[Stored data]
//! Poll generator reproducibility.

use futures::future::BoxFuture;
use futures::FutureExt;
use tracing::debug;

use cb_accept_core::{checksum, ensure, files_in, layout, Result, Variant};

use crate::context::CheckContext;
use crate::tools::GeneratorRequest;

/// Poll sets that may carry a state machine, with the manifest variable holding their depth.
fn generated_poll_sets(variant: Variant) -> Vec<(&'static str, &'static str)> {
    let mut sets = vec![(layout::POLLS_RELEASE, "POLLS_RELEASE_MAX_DEPTH")];
    if variant.has_testing_polls() {
        sets.push((layout::POLLS_TESTING, "POLLS_TESTING_MAX_DEPTH"));
    }
    sets
}

/// Two generator runs with the same seed and count produce the same polls.
pub fn check_generator_determinism(ctx: &CheckContext) -> BoxFuture<'_, Result<()>> {
    async move {
        let config = ctx.config();
        let manifest = ctx.manifest()?.manifest;

        for (location, depth_key) in generated_poll_sets(ctx.package().variant) {
            let dir = ctx.root().join(location);
            let machine = dir.join(layout::STATE_MACHINE);
            let graph = dir.join(layout::STATE_GRAPH);
            if !machine.is_file() || !graph.is_file() {
                debug!(package = %ctx.package().name, location, "no state machine, skipping");
                continue;
            }

            let depth = manifest
                .get(depth_key)
                .and_then(|v| v.parse().ok())
                .unwrap_or(config.default_max_depth);
            let scratch = tempfile::Builder::new().prefix("cb-accept-gen-").tempdir()?;

            let mut fingerprints = Vec::with_capacity(2);
            for run in ["first", "second"] {
                let output = scratch.path().join(run);
                std::fs::create_dir_all(&output)?;
                ctx.generate(&GeneratorRequest {
                    machine: machine.clone(),
                    graph: graph.clone(),
                    output: output.clone(),
                    count: Some(config.generator_count),
                    seed: Some(config.generator_seed),
                    depth: Some(depth),
                })
                .await?;
                fingerprints.push(checksum(&files_in(&output)?)?);
            }

            ensure!(
                !fingerprints[0].is_empty(),
                "generator produced no polls for {}",
                location
            );
            ensure!(
                fingerprints[0] == fingerprints[1],
                "generator is not deterministic for {} (seed {}, count {}, depth {})",
                location,
                config.generator_seed,
                config.generator_count,
                depth
            );
        }
        Ok(())
    }
    .boxed()
}

#[cfg(test)]
mod tests {
    use super::*;
    use std::path::{Path, PathBuf};
    use std::sync::atomic::{AtomicUsize, Ordering};
    use std::sync::Arc;

    use cb_accept_core::fakes::ScriptedExecutor;
    use cb_accept_core::{CommandOutput, HarnessConfig, Invocation, Package, INCLUDE_DIRECTIVE};

    fn package_tree(manifest_extra: &str) -> tempfile::TempDir {
        let dir = tempfile::tempdir().unwrap();
        let polls = dir.path().join("poller/for-release");
        std::fs::create_dir_all(&polls).unwrap();
        std::fs::write(polls.join("machine.py"), "class Service: pass").unwrap();
        std::fs::write(polls.join("state-graph.yaml"), "nodes: []").unwrap();
        std::fs::write(
            dir.path().join("Makefile"),
            format!("AUTHOR_ID = AAAAA\nSERVICE_ID = 00001\n{manifest_extra}{INCLUDE_DIRECTIVE}\n"),
        )
        .unwrap();
        dir
    }

    fn context(root: &Path, executor: Arc<ScriptedExecutor>) -> CheckContext {
        let package = Package {
            name: "AAAAA_00001".to_string(),
            root: root.to_path_buf(),
            variant: Variant::Generic,
        };
        CheckContext::new(package, executor, HarnessConfig::default())
    }

    fn output_dir(inv: &Invocation) -> PathBuf {
        PathBuf::from(inv.args.last().unwrap())
    }

    #[tokio::test]
    async fn test_deterministic_generator() {
        let tree = package_tree("POLLS_RELEASE_MAX_DEPTH = 64\n");
        let executor = Arc::new(ScriptedExecutor::new(|inv| {
            std::fs::write(output_dir(inv).join("GEN_00000.xml"), "<pov/>").unwrap();
            CommandOutput::default()
        }));

        check_generator_determinism(&context(tree.path(), executor.clone()))
            .await
            .unwrap();

        let calls = executor.invocations_of("generate-polls");
        assert_eq!(calls.len(), 2);
        let joined = calls[0].args.join(" ");
        assert!(joined.starts_with("--count 100 --seed 1 --depth 64 "));
        assert_ne!(output_dir(&calls[0]), output_dir(&calls[1]));
    }

    #[tokio::test]
    async fn test_default_depth() {
        let tree = package_tree("");
        let executor = Arc::new(ScriptedExecutor::new(|inv| {
            std::fs::write(output_dir(inv).join("GEN_00000.xml"), "<pov/>").unwrap();
            CommandOutput::default()
        }));
        check_generator_determinism(&context(tree.path(), executor.clone()))
            .await
            .unwrap();
        assert!(executor.invocations()[0].args.join(" ").contains("--depth 10000"));
    }

    #[tokio::test]
    async fn test_nondeterministic_generator_fails() {
        let tree = package_tree("");
        let runs = Arc::new(AtomicUsize::new(0));
        let counter = runs.clone();
        let executor = Arc::new(ScriptedExecutor::new(move |inv| {
            let n = counter.fetch_add(1, Ordering::SeqCst);
            std::fs::write(output_dir(inv).join("GEN_00000.xml"), format!("<pov>{n}</pov>")).unwrap();
            CommandOutput::default()
        }));

        let err = check_generator_determinism(&context(tree.path(), executor))
            .await
            .unwrap_err();
        assert!(err.to_string().contains("not deterministic"));
    }

    #[tokio::test]
    async fn test_static_polls_are_skipped() {
        let tree = package_tree("");
        std::fs::remove_file(tree.path().join("poller/for-release/machine.py")).unwrap();
        let executor = Arc::new(ScriptedExecutor::succeeding());
        check_generator_determinism(&context(tree.path(), executor.clone()))
            .await
            .unwrap();
        assert!(executor.invocations().is_empty());
    }
}
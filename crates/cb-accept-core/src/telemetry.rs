//! Tracing initialisation for the acceptance harness.
//!
//! Call [`init_tracing`] once at program start. Later calls are ignored,
//! since the global subscriber can only be set once per process.

use tracing::Level;
use tracing_subscriber::layer::SubscriberExt;
use tracing_subscriber::util::SubscriberInitExt;
use tracing_subscriber::{fmt, EnvFilter};

/// Initialise the global tracing subscriber.
///
/// * `json`: emit newline-delimited JSON log lines.
/// * `level`: default verbosity when `RUST_LOG` is not set.
pub fn init_tracing(json: bool, level: Level) {
    let env_filter =
        EnvFilter::try_from_default_env().unwrap_or_else(|_| EnvFilter::new(level.as_str()));

    if json {
        tracing_subscriber::registry()
            .with(env_filter)
            .with(
                fmt::layer()
                    .with_target(false)
                    .json()
                    .with_writer(std::io::stderr),
            )
            .try_init()
            .ok();
    } else {
        tracing_subscriber::registry()
            .with(env_filter)
            .with(fmt::layer().with_target(false).with_writer(std::io::stderr))
            .try_init()
            .ok();
    }
}

/// Map the repeatable debug flag onto a default log level.
pub fn level_for_debug(debug_level: u8) -> Level {
    if debug_level == 0 {
        Level::INFO
    } else {
        Level::DEBUG
    }
}
impl SchemaValidator {
    pub fn new(variant: Variant) -> Self {
        Self::with_rules(RuleSet::for_variant(variant))
    }

    pub fn with_rules(rules: RuleSet) -> Self {
        let nested_rules = rules.nested();
        Self {
            rules,
            nested_rules,
        }
    }

    /// Validate the tree at `root`, returning every violation found.
    pub fn validate(&self, root: &Path) -> Result<Vec<SchemaViolation>> {
        let mut violations = Vec::new();
        // (sub-package root, location prefix relative to `root`, nested?)
        let mut pending: Vec<(PathBuf, String, bool)> = vec![(root.to_path_buf(), String::new(), false)];
        let mut nested_count = 0usize;

        while let Some((package_root, prefix, nested)) = pending.pop() {
            debug!(package = %package_root.display(), nested, "validating layout");
            let rules = if nested { &self.nested_rules } else { &self.rules };
            let mut stack = vec![(package_root.clone(), String::new())];

            while let Some((dir, location)) = stack.pop() {
                let shown = join_location(&prefix, &location);

                if !nested
                    && (location == SUPPORT_DIR || location.starts_with("support/"))
                {
                    continue;
                }

                let listing = list_dir(&dir)?;
                if listing.files.is_empty() && listing.dirs.is_empty() {
                    violations.push(SchemaViolation {
                        kind: ViolationKind::EmptyDirectory,
                        location: shown,
                        file: None,
                        rule: "directories must not be empty".to_string(),
                    });
                    continue;
                }

                for file in &listing.files {
                    if FORBIDDEN_FILES.contains(&file.as_str()) {
                        violations.push(SchemaViolation {
                            kind: ViolationKind::ForbiddenFile,
                            location: shown.clone(),
                            file: Some(file.clone()),
                            rule: "file is provided by the platform and must not be shipped"
                                .to_string(),
                        });
                    }
                }

                if rules.is_numbered_pov_dir(&location) {
                    for sub in &listing.dirs {
                        violations.push(SchemaViolation {
                            kind: ViolationKind::UnexpectedSubdirectory,
                            location: shown.clone(),
                            file: Some(sub.clone()),
                            rule: "PoV source directories must be flat".to_string(),
                        });
                    }
                    for file in &listing.files {
                        if !has_extension(file, SOURCE_EXTENSIONS) {
                            violations.push(SchemaViolation {
                                kind: ViolationKind::UnexpectedFile,
                                location: shown.clone(),
                                file: Some(file.clone()),
                                rule: "PoV sources must be source or header files".to_string(),
                            });
                        }
                    }
                    continue;
                }

                match rules.rules_for(&location) {
                    None => violations.push(SchemaViolation {
                        kind: ViolationKind::InvalidDirectory,
                        location: shown.clone(),
                        file: None,
                        rule: "invalid directory".to_string(),
                    }),
                    Some(location_rules) => {
                        check_files(location_rules, &shown, &listing.files, &mut violations)
                    }
                }

                for sub in listing.dirs.iter().rev() {
                    let child = dir.join(sub);
                    if !nested && location.is_empty() && nested_package_re().is_match(sub) {
                        nested_count += 1;
                        pending.push((child, join_location(&prefix, sub), true));
                    } else {
                        stack.push((child, join_location(&location, sub)));
                    }
                }
            }

            if nested && !package_root.join("src").is_dir() {
                violations.push(SchemaViolation {
                    kind: ViolationKind::MissingDirectory,
                    location: prefix.clone(),
                    file: Some("src".to_string()),
                    rule: "sub-packages must have a src directory".to_string(),
                });
            }
        }

        if nested_count > 0 {
            for dir in SINGLE_BINARY_DIRS {
                if root.join(dir).is_dir() {
                    violations.push(SchemaViolation {
                        kind: ViolationKind::MisplacedDirectory,
                        location: String::new(),
                        file: Some(dir.to_string()),
                        rule: "packages with cb_<n> sub-packages must not have a top-level source tree"
                            .to_string(),
                    });
                }
            }
        } else if !root.join("src").is_dir() {
            violations.push(SchemaViolation {
                kind: ViolationKind::MissingDirectory,
                location: String::new(),
                file: Some("src".to_string()),
                rule: "src directory is required".to_string(),
            });
        }

        Ok(violations)
    }
}
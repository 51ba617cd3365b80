//! Build phases wrapped around every check body.
//!
//! `clean`, then one preparation step per declared kind, then the body, then
//! `clean` again unless the working copy is being kept for inspection.

use tracing::debug;

use cb_accept_core::Result;

use crate::context::CheckContext;
use crate::kind::CheckKind;
use crate::registry::CheckDescriptor;

/// Make targets issued before a check body, in order.
pub fn preparation_targets(kinds: &[CheckKind]) -> Vec<&'static str> {
    let mut targets = vec!["clean"];
    if kinds.contains(&CheckKind::Pov) {
        targets.push("pov");
    }
    if kinds.contains(&CheckKind::Build) {
        targets.push("build");
    }
    if kinds.contains(&CheckKind::Polls) {
        targets.push("patched-so");
        targets.push("generate-polls");
    }
    targets
}

pub async fn prepare(ctx: &CheckContext, check: &CheckDescriptor) -> Result<()> {
    for target in preparation_targets(check.kinds) {
        debug!(check = check.name, target, "preparing");
        ctx.make(target).await?;
    }
    Ok(())
}

pub async fn cleanup(ctx: &CheckContext) -> Result<()> {
    ctx.make("clean").await?;
    Ok(())
}

/// Prepare, run the body, and clean up.
///
/// A body failure takes precedence over a cleanup failure.
pub async fn run_check(ctx: &CheckContext, check: &CheckDescriptor, keep: bool) -> Result<()> {
    prepare(ctx, check).await?;
    let result = (check.body)(ctx).await;
    if keep {
        return result;
    }
    let cleaned = cleanup(ctx).await;
    result.and(cleaned)
}
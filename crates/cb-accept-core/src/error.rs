//! Error taxonomy for acceptance runs.

/// Failure of an external command.
#[derive(Debug, thiserror::Error)]
pub enum ProcessError {
    #[error("command `{command}` exited with code {exit_code}")]
    NonZeroExit {
        command: String,
        exit_code: i32,
        stdout: String,
        stderr: String,
    },

    #[error("command `{command}` expected to fail, but did not")]
    UnexpectedSuccess {
        command: String,
        stdout: String,
        stderr: String,
    },

    #[error("failed to spawn `{command}`: {source}")]
    Spawn {
        command: String,
        #[source]
        source: std::io::Error,
    },
}

impl ProcessError {
    /// Captured stdout, when the process got far enough to produce any.
    pub fn stdout(&self) -> &str {
        match self {
            ProcessError::NonZeroExit { stdout, .. } => stdout,
            ProcessError::UnexpectedSuccess { stdout, .. } => stdout,
            ProcessError::Spawn { .. } => "",
        }
    }

    /// The rendered command line.
    pub fn command(&self) -> &str {
        match self {
            ProcessError::NonZeroExit { command, .. } => command,
            ProcessError::UnexpectedSuccess { command, .. } => command,
            ProcessError::Spawn { command, .. } => command,
        }
    }
}

/// Harness errors.
#[derive(Debug, thiserror::Error)]
pub enum HarnessError {
    #[error(transparent)]
    Process(#[from] ProcessError),

    #[error("assertion failed: {0}")]
    Assertion(String),

    #[error("invalid package: {0}")]
    InvalidPackage(String),

    #[error("unknown check: {0}")]
    UnknownCheck(String),

    #[error("duplicate check: {0}")]
    DuplicateCheck(String),

    #[error("config error: {0}")]
    Config(String),

    #[error("io error: {0}")]
    Io(#[from] std::io::Error),

    #[error("serialization error: {0}")]
    Serialization(#[from] serde_json::Error),
}

impl HarnessError {
    /// Shorthand for an assertion-style failure.
    pub fn assertion(message: impl Into<String>) -> Self {
        HarnessError::Assertion(message.into())
    }
}

/// Result type for harness operations.
pub type Result<T> = std::result::Result<T, HarnessError>;

/// Fail with an assertion error unless `cond` holds.
#[macro_export]
macro_rules! ensure {
    ($cond:expr, $($arg:tt)+) => {
        if !$cond {
            return Err($crate::HarnessError::Assertion(format!($($arg)+)));
        }
    };
}
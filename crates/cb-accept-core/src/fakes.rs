//! In-memory fakes for the command seam (testing only)
//!
//! `ScriptedExecutor` satisfies [`CommandExecutor`] without spawning anything:
//! every invocation is recorded and answered by a caller-supplied responder.

use std::sync::Mutex;

use async_trait::async_trait;

use crate::process::{CommandExecutor, CommandOutput, Invocation};

type Responder = Box<dyn Fn(&Invocation) -> CommandOutput + Send + Sync>;

/// Records invocations and answers them from a closure.
pub struct ScriptedExecutor {
    responder: Responder,
    calls: Mutex<Vec<Invocation>>,
}

impl ScriptedExecutor {
    pub fn new<F>(responder: F) -> Self
    where
        F: Fn(&Invocation) -> CommandOutput + Send + Sync + 'static,
    {
        Self {
            responder: Box::new(responder),
            calls: Mutex::new(Vec::new()),
        }
    }

    /// Every command exits 0 with empty output.
    pub fn succeeding() -> Self {
        Self::new(|_| CommandOutput::default())
    }

    /// Snapshot of the invocations seen so far, in order.
    pub fn invocations(&self) -> Vec<Invocation> {
        self.calls.lock().unwrap().clone()
    }

    /// Invocations of `program` only.
    pub fn invocations_of(&self, program: &str) -> Vec<Invocation> {
        self.invocations()
            .into_iter()
            .filter(|i| i.program == program)
            .collect()
    }
}

#[async_trait]
impl CommandExecutor for ScriptedExecutor {
    async fn execute(&self, invocation: &Invocation) -> std::io::Result<CommandOutput> {
        self.calls.lock().unwrap().push(invocation.clone());
        Ok((self.responder)(invocation))
    }
}

/// Exit code helper for responders.
pub fn exit(code: i32) -> CommandOutput {
    CommandOutput {
        exit_code: code,
        ..CommandOutput::default()
    }
}

#[cfg(test)]
mod tests {
    use super::*;
    use std::path::PathBuf;

    #[tokio::test]
    async fn records_invocations_in_order() {
        let executor = ScriptedExecutor::new(|inv| {
            if inv.program == "false" {
                exit(1)
            } else {
                exit(0)
            }
        });

        for program in ["make", "false", "make"] {
            let invocation = Invocation {
                program: program.to_string(),
                args: vec![],
                cwd: PathBuf::from("."),
                env: vec![],
            };
            let out = executor.execute(&invocation).await.unwrap();
            assert_eq!(out.success(), program != "false");
        }

        assert_eq!(executor.invocations().len(), 3);
        assert_eq!(executor.invocations_of("make").len(), 2);
    }
}
//! Harness configuration.
//!
//! Defaults are layered under an optional JSON file, and the CLI applies its
//! flags on top of whatever that produces.

use std::path::Path;

use serde::{Deserialize, Serialize};

use crate::error::{HarnessError, Result};

/// Paths of the external collaborators.
#[derive(Debug, Clone, Serialize, Deserialize, PartialEq)]
#[serde(default)]
pub struct ToolPaths {
    /// Build system driver.
    pub make: String,

    /// Replay tool that negotiates with and replays exchanges against binaries.
    pub cb_test: String,

    /// Poll generator.
    pub generate_polls: String,

    /// Verifier for XML-described polls and PoVs.
    pub xml_verifier: String,

    /// Verifier for raw binary PoV artifacts.
    pub pov_verifier: String,

    /// Tracing shim wrapped around replayed binaries.
    pub trace_shim: String,
}

impl Default for ToolPaths {
    fn default() -> Self {
        Self {
            make: "make".to_string(),
            cb_test: "cb-test".to_string(),
            generate_polls: "generate-polls".to_string(),
            xml_verifier: "poll-validate".to_string(),
            pov_verifier: "pov-verify".to_string(),
            trace_shim: "cb-trace".to_string(),
        }
    }
}

/// Configuration for an acceptance run.
#[derive(Debug, Clone, Serialize, Deserialize, PartialEq)]
#[serde(default)]
pub struct HarnessConfig {
    pub tools: ToolPaths,

    /// Minimum number of polls a package must ship.
    pub min_polls: usize,

    /// Randomized trials for the seed-skip check.
    pub seed_skip_trials: u32,

    /// Upper bound (inclusive) of a random seed-skip value.
    pub seed_skip_max: u32,

    /// Longest tolerated run of consecutive single-byte transfers.
    pub sequential_io_threshold: usize,

    /// Replay timeout used with single-byte sends.
    pub segmented_timeout_secs: u64,

    /// Polls produced per generator invocation in the determinism check.
    pub generator_count: u32,

    /// Seed handed to the generator in the determinism check.
    pub generator_seed: i64,

    /// Generator depth when the manifest does not declare one.
    pub default_max_depth: u64,

    /// Fixed seed appended to poll generation builds.
    pub poll_seed: Option<i64>,

    /// 0 = silent, 1 = command lines, 2+ = full stream dumps.
    pub debug_level: u8,

    /// Escalate `warn_` failures to hard failures.
    pub strict: bool,

    /// Skip the trailing clean and retain working copies.
    pub keep_workdir: bool,
}

impl Default for HarnessConfig {
    fn default() -> Self {
        Self {
            tools: ToolPaths::default(),
            min_polls: 1000,
            seed_skip_trials: 256,
            seed_skip_max: 1000,
            sequential_io_threshold: 25,
            segmented_timeout_secs: 30,
            generator_count: 100,
            generator_seed: 1,
            default_max_depth: 10_000,
            poll_seed: None,
            debug_level: 0,
            strict: false,
            keep_workdir: false,
        }
    }
}

impl HarnessConfig {
    /// Load a JSON config file; absent keys keep their defaults.
    pub fn from_json_file(path: &Path) -> Result<Self> {
        let content = std::fs::read_to_string(path).map_err(|e| {
            HarnessError::Config(format!("failed to read {}: {}", path.display(), e))
        })?;
        let config: HarnessConfig = serde_json::from_str(&content)?;
        config.validate()?;
        Ok(config)
    }

    /// Reject settings that would make checks meaningless.
    pub fn validate(&self) -> Result<()> {
        if self.seed_skip_max == 0 {
            return Err(HarnessError::Config(
                "seed_skip_max must be at least 1".to_string(),
            ));
        }
        if self.tools.make.is_empty() || self.tools.cb_test.is_empty() {
            return Err(HarnessError::Config("tool paths must not be empty".to_string()));
        }
        Ok(())
    }
}

#[cfg(test)]
mod tests {
    use super::*;

    #[test]
    fn test_harness_config_default() {
        let config = HarnessConfig::default();
        assert_eq!(config.tools.make, "make");
        assert_eq!(config.tools.cb_test, "cb-test");
        assert_eq!(config.min_polls, 1000);
        assert_eq!(config.seed_skip_trials, 256);
        assert_eq!(config.sequential_io_threshold, 25);
        assert!(config.poll_seed.is_none());
        assert!(!config.strict);
        assert!(config.validate().is_ok());
    }

    #[test]
    fn test_partial_json_keeps_defaults() {
        let dir = tempfile::tempdir().unwrap();
        let path = dir.path().join("harness.json");
        std::fs::write(
            &path,
            r#"{ "min_polls": 10, "tools": { "cb_test": "/opt/bin/cb-test" } }"#,
        )
        .unwrap();

        let config = HarnessConfig::from_json_file(&path).expect("load config");
        assert_eq!(config.min_polls, 10);
        assert_eq!(config.tools.cb_test, "/opt/bin/cb-test");
        assert_eq!(config.tools.make, "make");
        assert_eq!(config.seed_skip_trials, 256);
    }

    #[test]
    fn test_invalid_config_rejected() {
        let dir = tempfile::tempdir().unwrap();
        let path = dir.path().join("harness.json");
        std::fs::write(&path, r#"{ "seed_skip_max": 0 }"#).unwrap();

        let err = HarnessConfig::from_json_file(&path).unwrap_err();
        assert!(err.to_string().contains("seed_skip_max"));
    }

    #[test]
    fn test_missing_config_file() {
        let err = HarnessConfig::from_json_file(Path::new("/nonexistent/harness.json"))
            .unwrap_err();
        assert!(matches!(err, HarnessError::Config(_)));
    }
}
use std::error::Error;
use lucidlayer::errors::BotError;

#[test]
fn test_bot_error_implements_error_trait() {
    // Verify BotError implements the Error trait
    fn assert_error<T: Error>(_: &T) {}

    let error = BotError::ParseError("test error".to_string());
    assert_error(&error);
}

#[test]
fn test_bot_error_display() {
    let error = BotError::ApiError("API failed".to_string());
    assert_eq!(format!("{error}"), "Failed to access Slack API: API failed");

    let error = BotError::ModelError("Model unavailable".to_string());
    assert_eq!(
        format!("{error}"),
        "Failed to access watsonx API: Model unavailable"
    );

    let error = BotError::HttpError("Connection error".to_string());
    assert_eq!(
        format!("{error}"),
        "Failed to send HTTP request: Connection error"
    );

    let error = BotError::ConfigError("PROJECT_ID is not set".to_string());
    assert_eq!(
        format!("{error}"),
        "Invalid configuration: PROJECT_ID is not set"
    );
}

#[test]
fn test_bot_error_from_conversions() {
    let err = anyhow::anyhow!("test error");
    let bot_err: BotError = err.into();
    match bot_err {
        BotError::GeneralError(msg) => assert_eq!(msg, "test error"),
        other => panic!("Unexpected error type: {other:?}"),
    }

    let json_err = serde_json::from_str::<serde_json::Value>("{oops").unwrap_err();
    let bot_err: BotError = json_err.into();
    assert!(matches!(bot_err, BotError::ParseError(_)));

    // We can't easily build a reqwest::Error directly, but this confirms
    // the conversion exists.
    #[allow(unused)]
    #[allow(clippy::items_after_statements)]
    fn _check_reqwest_conversion(err: reqwest::Error) -> BotError {
        BotError::from(err)
    }
}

## Task instructions
When the word "CheckDescriptor" occurs in a line above, list that line.

## Answer section
use crate::registry::CheckDescriptor;
pub async fn prepare(ctx: &CheckContext, check: &CheckDescriptor) -> Result<()> {
pub async fn run_check(ctx: &CheckContext, check: &CheckDescriptor, keep: bool) -> Result<()> {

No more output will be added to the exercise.